As our table of Asian journalists was being served bread rolls and appetizers, a Maserati executive joined us. His name is Florian Mack, area sales manager for Maserati Middle East, Africa and India. What was interesting was that he is German, and that he hails from the city where Mercedes-Benz and Porsche are headquartered (Stuttgart).
After the pleasantries, talk turned to cars. We asked about car preferences and maintenance in the region, and how it differed from our respective markets. We learned several things about how Maserati operates in the Middle East, as well as the preferences of the wealthy residents there.
Here are some of the fascinating facts we gleaned:
1. The most popular Maserati model in Dubai is the Quattroporte. No surprise there.
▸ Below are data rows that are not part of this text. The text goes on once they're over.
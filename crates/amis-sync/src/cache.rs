//! Time-bounded memoization of the whole pipeline output.

use std::sync::{Arc, Mutex, PoisonError};
use std::time::{Duration, Instant};

use amis_core::{sort_for_display, TransactionRecord};
use async_trait::async_trait;
use tracing::{debug, warn};

/// Single-slot cache with a fixed validity window. The slot is only replaced
/// after it expires (or on [`TtlCache::invalidate`]); contents are never inspected.
#[derive(Debug)]
pub struct TtlCache<T> {
    ttl: Duration,
    slot: Mutex<Option<CacheEntry<T>>>,
}

#[derive(Debug)]
struct CacheEntry<T> {
    value: T,
    expires_at: Instant,
}

impl<T: Clone> TtlCache<T> {
    pub fn new(ttl: Duration) -> Self {
        Self {
            ttl,
            slot: Mutex::new(None),
        }
    }

    pub fn ttl(&self) -> Duration {
        self.ttl
    }

    pub fn get(&self) -> Option<T> {
        self.get_at(Instant::now())
    }

    pub fn get_at(&self, now: Instant) -> Option<T> {
        let slot = self.slot.lock().unwrap_or_else(PoisonError::into_inner);
        slot.as_ref()
            .filter(|entry| now < entry.expires_at)
            .map(|entry| entry.value.clone())
    }

    pub fn store(&self, value: T) {
        self.store_at(value, Instant::now());
    }

    pub fn store_at(&self, value: T, now: Instant) {
        let mut slot = self.slot.lock().unwrap_or_else(PoisonError::into_inner);
        *slot = Some(CacheEntry {
            value,
            expires_at: now + self.ttl,
        });
    }

    pub fn invalidate(&self) {
        self.slot
            .lock()
            .unwrap_or_else(PoisonError::into_inner)
            .take();
    }
}

/// Anything that can produce the full record set for the dashboard.
#[async_trait]
pub trait RecordProvider: Send + Sync {
    async fn load(&self) -> anyhow::Result<Vec<TransactionRecord>>;
}

/// Fixed in-memory record set.
#[derive(Debug, Clone, Default)]
pub struct StaticRecords {
    records: Vec<TransactionRecord>,
}

impl StaticRecords {
    pub fn new(mut records: Vec<TransactionRecord>) -> Self {
        sort_for_display(&mut records);
        Self { records }
    }
}

#[async_trait]
impl RecordProvider for StaticRecords {
    async fn load(&self) -> anyhow::Result<Vec<TransactionRecord>> {
        Ok(self.records.clone())
    }
}

/// A [`RecordProvider`] behind a [`TtlCache`]. Load failures degrade to an
/// empty set and are not cached, so the next request retries.
///
/// At most one reload runs at a time; callers that miss while a reload is in
/// flight wait for it and take its result.
pub struct CachedRecords<P: ?Sized> {
    cache: TtlCache<Arc<Vec<TransactionRecord>>>,
    refresh: tokio::sync::Mutex<()>,
    provider: Arc<P>,
}

impl<P: RecordProvider + ?Sized> CachedRecords<P> {
    pub fn new(provider: Arc<P>, ttl: Duration) -> Self {
        Self {
            cache: TtlCache::new(ttl),
            refresh: tokio::sync::Mutex::new(()),
            provider,
        }
    }

    pub async fn records(&self) -> Arc<Vec<TransactionRecord>> {
        if let Some(hit) = self.cache.get() {
            return hit;
        }
        let _refresh = self.refresh.lock().await;
        if let Some(hit) = self.cache.get() {
            return hit;
        }
        match self.provider.load().await {
            Ok(records) => {
                debug!(
                    records = records.len(),
                    ttl_secs = self.cache.ttl().as_secs(),
                    "refreshed record cache"
                );
                let records = Arc::new(records);
                self.cache.store(Arc::clone(&records));
                records
            }
            Err(err) => {
                warn!(error = %format!("{err:#}"), "record load failed; serving empty set");
                Arc::new(Vec::new())
            }
        }
    }

    pub fn invalidate(&self) {
        self.cache.invalidate();
    }
}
2. Being a relatively small carmaker, Maserati doesn't have the economies of scale to spec cars for a specific region. To keep its cars' cabins cool in the desert heat, it equips all its models with the strongest air-conditioning compressor available. So if a Maserati can keep you cool in the Middle East, it can certainly keep you from perspiring in any climate on the planet.
3. Because of the high amount of dust in the area, there are shorter service intervals for the cars, so the air filters are replaced more often.
4. The most popular Maserati color combination in the Middle East is white on the outside and red leather on the inside.
5. Customers in this region like ordering big and sporty alloy wheels for their Maseratis. Maybe to help their cars stand out. If you've been to Dubai where a Ferrari is a common sight, it takes more to be noticed.
6. Most customers pay in cash, with only about 30% resorting to financing. Compared to our car market, that's a staggering amount of cash payments.
7. Lastly, we had to ask the most important question of all. Back in 2004, when Ferrari released the Enzo supercar, a Maserati version called the MC12 was also built. And since Ferrari came out with its LaFerrari supercar, is there a chance of a Maserati version? With a twinkle in his eye, Florian said that as far as he knew, there was no forthcoming LaMaserati.